Regulators in Thailand are moving to close loopholes in capital flow monitoring by targeting large cash deposits and high-value USDT transactions. Starting in the fourth quarter of 2026, depositors moving 5 million baht or more must provide documented proof of funds, a measure designed to curb illicit financial activity.

Thailand tightens oversight on USDT trades and cash deposits

The Bank of Thailand is coordinating with the Securities and Exchange Commission to scrutinize stablecoin movements, specifically focusing on patterns that obscure beneficial ownership or bypass traditional remittance channels. This initiative builds on existing withdrawal restrictions introduced in April 2024, which successfully reduced large-scale cash outflows by 35%. Governor Vitai Ratanakorn emphasized that these measures represent a sustained, multi-layered regulatory strategy rather than a temporary intervention.
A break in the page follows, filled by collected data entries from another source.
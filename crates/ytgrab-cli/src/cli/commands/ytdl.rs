//! `ytgrab ytdl`: run youtube-dl and follow its progress.

use anyhow::{bail, Context, Result};
use std::path::PathBuf;
use std::time::Instant;
use ytgrab_core::ytdl::{self, YtdlEvent, YtdlOutcome};
use ytgrab_core::CancelToken;

use super::progress::{print_line, PROGRESS_INTERVAL};

pub async fn run_ytdl(program: PathBuf, args: Vec<String>) -> Result<()> {
    let cancel = CancelToken::new();
    let ctrl_c = {
        let cancel = cancel.clone();
        tokio::spawn(async move {
            if tokio::signal::ctrl_c().await.is_ok() {
                tracing::info!("interrupt received, stopping youtube-dl");
                cancel.cancel();
            }
        })
    };

    let joined = tokio::task::spawn_blocking(move || {
        let mut last_print: Option<Instant> = None;
        ytdl::run_ytdl(&program, &args, &cancel, |event, tracker| match event {
            YtdlEvent::Progress { .. } => {
                let now = Instant::now();
                if last_print.map_or(true, |t| now.duration_since(t) >= PROGRESS_INTERVAL) {
                    let size = tracker
                        .total_bytes()
                        .map(|b| format!(" of {:.1} MiB", b as f64 / 1_048_576.0))
                        .unwrap_or_default();
                    print_line(&format!("{:.1}%{}", tracker.percent(), size));
                    last_print = Some(now);
                }
            }
            YtdlEvent::Destination { path, .. } | YtdlEvent::Merged(path) => {
                eprintln!("\r  -> {}", path.display());
            }
            YtdlEvent::AlreadyDownloaded(path) => {
                eprintln!("\r  already downloaded: {}", path.display());
            }
            YtdlEvent::Other => {}
        })
    })
    .await;
    ctrl_c.abort();

    match joined.context("youtube-dl task panicked")?? {
        YtdlOutcome::Finished(tracker) => {
            eprintln!();
            match tracker.final_destination() {
                Some(path) => println!("Saved {}", path.display()),
                None => println!("youtube-dl finished without reporting an output file."),
            }
            Ok(())
        }
        YtdlOutcome::Cancelled(_) => bail!("youtube-dl cancelled"),
    }
}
While the review targets suspicious flows, it does not signal a retreat from digital asset adoption. USDT remains a legally approved trading pair on licensed Thai exchanges, following the SEC’s decision to authorize the stablecoin in March 2025. The current investigation aims to ensure that transaction monitoring keeps pace with the integration of blockchain assets, placing stablecoin oversight alongside existing controls on gold bullion and suspicious account activity. Authorities have yet to establish a firm timeline for the conclusion of the USDT audit or the specific enforcement protocols that will follow.